_Exercise objective_
Retype all of the lines below with no changes.
==*==
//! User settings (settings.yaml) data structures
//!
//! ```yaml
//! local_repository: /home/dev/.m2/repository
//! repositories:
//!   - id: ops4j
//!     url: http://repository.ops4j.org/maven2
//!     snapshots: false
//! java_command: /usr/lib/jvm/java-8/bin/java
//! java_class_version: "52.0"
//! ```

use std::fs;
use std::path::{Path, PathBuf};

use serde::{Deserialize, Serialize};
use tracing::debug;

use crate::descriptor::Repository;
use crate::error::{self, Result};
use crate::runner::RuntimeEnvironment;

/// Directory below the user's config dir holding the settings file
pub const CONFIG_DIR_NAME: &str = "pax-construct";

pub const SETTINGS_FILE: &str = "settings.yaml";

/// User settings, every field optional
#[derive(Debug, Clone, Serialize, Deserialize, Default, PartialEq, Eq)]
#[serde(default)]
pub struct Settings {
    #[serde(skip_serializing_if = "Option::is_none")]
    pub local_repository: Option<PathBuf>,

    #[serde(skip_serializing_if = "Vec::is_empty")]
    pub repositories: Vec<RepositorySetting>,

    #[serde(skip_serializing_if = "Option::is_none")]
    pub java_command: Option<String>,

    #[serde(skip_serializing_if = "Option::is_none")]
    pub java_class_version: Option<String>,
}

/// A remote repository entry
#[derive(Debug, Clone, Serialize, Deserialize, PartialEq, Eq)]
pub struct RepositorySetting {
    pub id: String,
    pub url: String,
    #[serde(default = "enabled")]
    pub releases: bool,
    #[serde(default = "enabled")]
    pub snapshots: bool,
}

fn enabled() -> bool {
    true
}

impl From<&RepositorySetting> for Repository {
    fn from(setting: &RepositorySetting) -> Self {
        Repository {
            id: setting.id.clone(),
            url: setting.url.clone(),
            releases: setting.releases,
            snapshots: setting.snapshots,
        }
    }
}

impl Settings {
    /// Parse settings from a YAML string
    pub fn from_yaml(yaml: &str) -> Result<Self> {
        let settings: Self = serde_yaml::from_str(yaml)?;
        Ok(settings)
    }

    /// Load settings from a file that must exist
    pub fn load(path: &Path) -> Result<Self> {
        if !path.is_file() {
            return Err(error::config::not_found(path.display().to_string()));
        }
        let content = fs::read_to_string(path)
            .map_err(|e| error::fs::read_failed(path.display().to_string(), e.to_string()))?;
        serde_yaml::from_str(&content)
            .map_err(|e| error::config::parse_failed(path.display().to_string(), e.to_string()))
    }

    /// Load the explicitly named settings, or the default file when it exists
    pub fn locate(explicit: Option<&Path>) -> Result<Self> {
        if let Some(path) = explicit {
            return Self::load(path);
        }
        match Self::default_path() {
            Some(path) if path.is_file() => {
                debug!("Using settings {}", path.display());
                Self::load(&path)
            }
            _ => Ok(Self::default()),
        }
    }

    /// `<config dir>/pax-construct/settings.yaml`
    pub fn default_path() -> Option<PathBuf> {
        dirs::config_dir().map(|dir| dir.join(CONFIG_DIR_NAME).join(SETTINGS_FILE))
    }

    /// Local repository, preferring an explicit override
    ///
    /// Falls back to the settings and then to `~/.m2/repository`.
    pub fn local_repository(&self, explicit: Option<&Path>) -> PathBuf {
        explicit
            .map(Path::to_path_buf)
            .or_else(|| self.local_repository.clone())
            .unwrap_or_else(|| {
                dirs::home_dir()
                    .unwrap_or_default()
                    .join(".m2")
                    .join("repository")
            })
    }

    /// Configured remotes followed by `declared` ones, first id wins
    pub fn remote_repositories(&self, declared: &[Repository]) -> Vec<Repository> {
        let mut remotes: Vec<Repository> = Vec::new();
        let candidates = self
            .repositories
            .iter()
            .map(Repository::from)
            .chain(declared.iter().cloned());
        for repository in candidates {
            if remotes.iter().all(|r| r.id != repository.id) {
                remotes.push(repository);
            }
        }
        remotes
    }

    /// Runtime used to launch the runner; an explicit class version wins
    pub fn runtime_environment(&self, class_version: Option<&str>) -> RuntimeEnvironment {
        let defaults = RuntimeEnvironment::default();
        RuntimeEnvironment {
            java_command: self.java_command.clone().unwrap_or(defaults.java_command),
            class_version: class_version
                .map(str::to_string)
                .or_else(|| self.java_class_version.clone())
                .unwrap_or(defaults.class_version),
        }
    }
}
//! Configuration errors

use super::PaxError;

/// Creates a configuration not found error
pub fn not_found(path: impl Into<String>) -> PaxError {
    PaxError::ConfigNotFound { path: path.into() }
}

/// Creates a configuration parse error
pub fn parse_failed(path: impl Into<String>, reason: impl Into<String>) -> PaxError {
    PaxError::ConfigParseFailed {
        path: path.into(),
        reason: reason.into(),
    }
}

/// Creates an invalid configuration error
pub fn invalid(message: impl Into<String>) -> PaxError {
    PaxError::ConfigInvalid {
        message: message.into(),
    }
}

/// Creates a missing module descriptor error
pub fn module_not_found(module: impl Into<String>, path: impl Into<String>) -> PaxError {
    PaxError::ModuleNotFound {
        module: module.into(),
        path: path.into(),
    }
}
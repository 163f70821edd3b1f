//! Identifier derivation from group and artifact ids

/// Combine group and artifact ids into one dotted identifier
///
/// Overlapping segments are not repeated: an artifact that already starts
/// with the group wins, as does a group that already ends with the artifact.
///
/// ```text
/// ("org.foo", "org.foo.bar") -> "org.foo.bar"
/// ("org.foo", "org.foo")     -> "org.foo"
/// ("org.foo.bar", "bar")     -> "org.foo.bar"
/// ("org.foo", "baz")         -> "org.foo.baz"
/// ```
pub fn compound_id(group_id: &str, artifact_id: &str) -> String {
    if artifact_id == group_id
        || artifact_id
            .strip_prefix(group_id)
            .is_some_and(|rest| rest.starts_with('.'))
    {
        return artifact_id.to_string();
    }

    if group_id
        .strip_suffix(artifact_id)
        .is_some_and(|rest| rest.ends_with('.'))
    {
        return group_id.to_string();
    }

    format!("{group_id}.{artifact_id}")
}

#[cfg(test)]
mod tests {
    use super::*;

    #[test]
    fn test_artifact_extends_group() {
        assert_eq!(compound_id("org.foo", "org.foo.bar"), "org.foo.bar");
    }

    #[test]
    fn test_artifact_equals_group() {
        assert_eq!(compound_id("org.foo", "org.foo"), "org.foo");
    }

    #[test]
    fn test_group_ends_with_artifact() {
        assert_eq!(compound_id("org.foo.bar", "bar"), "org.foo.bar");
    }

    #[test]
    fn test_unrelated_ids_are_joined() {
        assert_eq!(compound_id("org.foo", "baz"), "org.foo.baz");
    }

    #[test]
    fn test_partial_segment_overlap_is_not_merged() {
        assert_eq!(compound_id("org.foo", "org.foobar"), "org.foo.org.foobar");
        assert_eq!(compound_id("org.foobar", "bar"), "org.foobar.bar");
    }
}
==*==
_Written answer_
//! User settings (settings.yaml) data structures
//!
//! ```yaml
//! local_repository: /home/dev/.m2/repository
//! repositories:
//!   - id: ops4j
//!     url: http://repository.ops4j.org/maven2
//!     snapshots: false
//! java_command: /usr/lib/jvm/java-8/bin/java
//! java_class_version: "52.0"
//! ```

use std::fs;
use std::path::{Path, PathBuf};

use serde::{Deserialize, Serialize};
use tracing::debug;

use crate::descriptor::Repository;
use crate::error::{self, Result};
use crate::runner::RuntimeEnvironment;

/// Directory below the user's config dir holding the settings file
pub const CONFIG_DIR_NAME: &str = "pax-construct";

pub const SETTINGS_FILE: &str = "settings.yaml";

/// User settings, every field optional
#[derive(Debug, Clone, Serialize, Deserialize, Default, PartialEq, Eq)]
#[serde(default)]
pub struct Settings {
    #[serde(skip_serializing_if = "Option::is_none")]
    pub local_repository: Option<PathBuf>,

    #[serde(skip_serializing_if = "Vec::is_empty")]
    pub repositories: Vec<RepositorySetting>,

    #[serde(skip_serializing_if = "Option::is_none")]
    pub java_command: Option<String>,

    #[serde(skip_serializing_if = "Option::is_none")]
    pub java_class_version: Option<String>,
}

/// A remote repository entry
#[derive(Debug, Clone, Serialize, Deserialize, PartialEq, Eq)]
pub struct RepositorySetting {
    pub id: String,
    pub url: String,
    #[serde(default = "enabled")]
    pub releases: bool,
    #[serde(default = "enabled")]
    pub snapshots: bool,
}

fn enabled() -> bool {
    true
}

impl From<&RepositorySetting> for Repository {
    fn from(setting: &RepositorySetting) -> Self {
        Repository {
            id: setting.id.clone(),
            url: setting.url.clone(),
            releases: setting.releases,
            snapshots: setting.snapshots,
        }
    }
}

impl Settings {
    /// Parse settings from a YAML string
    pub fn from_yaml(yaml: &str) -> Result<Self> {
        let settings: Self = serde_yaml::from_str(yaml)?;
        Ok(settings)
    }

    /// Load settings from a file that must exist
    pub fn load(path: &Path) -> Result<Self> {
        if !path.is_file() {
            return Err(error::config::not_found(path.display().to_string()));
        }
        let content = fs::read_to_string(path)
            .map_err(|e| error::fs::read_failed(path.display().to_string(), e.to_string()))?;
        serde_yaml::from_str(&content)
            .map_err(|e| error::config::parse_failed(path.display().to_string(), e.to_string()))
    }

    /// Load the explicitly named settings, or the default file when it exists
    pub fn locate(explicit: Option<&Path>) -> Result<Self> {
        if let Some(path) = explicit {
            return Self::load(path);
        }
        match Self::default_path() {
            Some(path) if path.is_file() => {
                debug!("Using settings {}", path.display());
                Self::load(&path)
            }
            _ => Ok(Self::default()),
        }
    }

    /// `<config dir>/pax-construct/settings.yaml`
    pub fn default_path() -> Option<PathBuf> {
        dirs::config_dir().map(|dir| dir.join(CONFIG_DIR_NAME).join(SETTINGS_FILE))
    }

    /// Local repository, preferring an explicit override
    ///
    /// Falls back to the settings and then to `~/.m2/repository`.
    pub fn local_repository(&self, explicit: Option<&Path>) -> PathBuf {
        explicit
            .map(Path::to_path_buf)
            .or_else(|| self.local_repository.clone())
            .unwrap_or_else(|| {
                dirs::home_dir()
                    .unwrap_or_default()
                    .join(".m2")
                    .join("repository")
            })
    }

    /// Configured remotes followed by `declared` ones, first id wins
    pub fn remote_repositories(&self, declared: &[Repository]) -> Vec<Repository> {
        let mut remotes: Vec<Repository> = Vec::new();
        let candidates = self
            .repositories
            .iter()
            .map(Repository::from)
            .chain(declared.iter().cloned());
        for repository in candidates {
            if remotes.iter().all(|r| r.id != repository.id) {
                remotes.push(repository);
            }
        }
        remotes
    }

    /// Runtime used to launch the runner; an explicit class version wins
    pub fn runtime_environment(&self, class_version: Option<&str>) -> RuntimeEnvironment {
        let defaults = RuntimeEnvironment::default();
        RuntimeEnvironment {
            java_command: self.java_command.clone().unwrap_or(defaults.java_command),
            class_version: class_version
                .map(str::to_string)
                .or_else(|| self.java_class_version.clone())
                .unwrap_or(defaults.class_version),
        }
    }
}
//! Configuration errors

use super::PaxError;

/// Creates a configuration not found error
pub fn not_found(path: impl Into<String>) -> PaxError {
    PaxError::ConfigNotFound { path: path.into() }
}

/// Creates a configuration parse error
pub fn parse_failed(path: impl Into<String>, reason: impl Into<String>) -> PaxError {
    PaxError::ConfigParseFailed {
        path: path.into(),
        reason: reason.into(),
    }
}

/// Creates an invalid configuration error
pub fn invalid(message: impl Into<String>) -> PaxError {
    PaxError::ConfigInvalid {
        message: message.into(),
    }
}

/// Creates a missing module descriptor error
pub fn module_not_found(module: impl Into<String>, path: impl Into<String>) -> PaxError {
    PaxError::ModuleNotFound {
        module: module.into(),
        path: path.into(),
    }
}
repository 163f70821edd3b1f
//! Identifier derivation from group and artifact ids

/// Combine group and artifact ids into one dotted identifier
///
/// Overlapping segments are not repeated: an artifact that already starts
/// with the group wins, as does a group that already ends with the artifact.
///
/// ```text
/// ("org.foo", "org.foo.bar") -> "org.foo.bar"
/// ("org.foo", "org.foo")     -> "org.foo"
/// ("org.foo.bar", "bar")     -> "org.foo.bar"
/// ("org.foo", "baz")         -> "org.foo.baz"
/// ```
pub fn compound_id(group_id: &str, artifact_id: &str) -> String {
    if artifact_id == group_id
        || artifact_id
            .strip_prefix(group_id)
            .is_some_and(|rest| rest.starts_with('.'))
    {
        return artifact_id.to_string();
    }

    if group_id
        .strip_suffix(artifact_id)
        .is_some_and(|rest| rest.ends_with('.'))
    {
        return group_id.to_string();
    }

    format!("{group_id}.{artifact_id}")
}

#[cfg(test)]
mod tests {
    use super::*;

    #[test]
    fn test_artifact_extends_group() {
        assert_eq!(compound_id("org.foo", "org.foo.bar"), "org.foo.bar");
    }

    #[test]
    fn test_artifact_equals_group() {
        assert_eq!(compound_id("org.foo", "org.foo"), "org.foo");
    }

    #[test]
    fn test_group_ends_with_artifact() {
        assert_eq!(compound_id("org.foo.bar", "bar"), "org.foo.bar");
    }

    #[test]
    fn test_unrelated_ids_are_joined() {
        assert_eq!(compound_id("org.foo", "baz"), "org.foo.baz");
    }

    #[test]
    fn test_partial_segment_overlap_is_not_merged() {
        assert_eq!(compound_id("org.foo", "org.foobar"), "org.foo.org.foobar");
        assert_eq!(compound_id("org.foobar", "bar"), "org.foobar.bar");
    }
}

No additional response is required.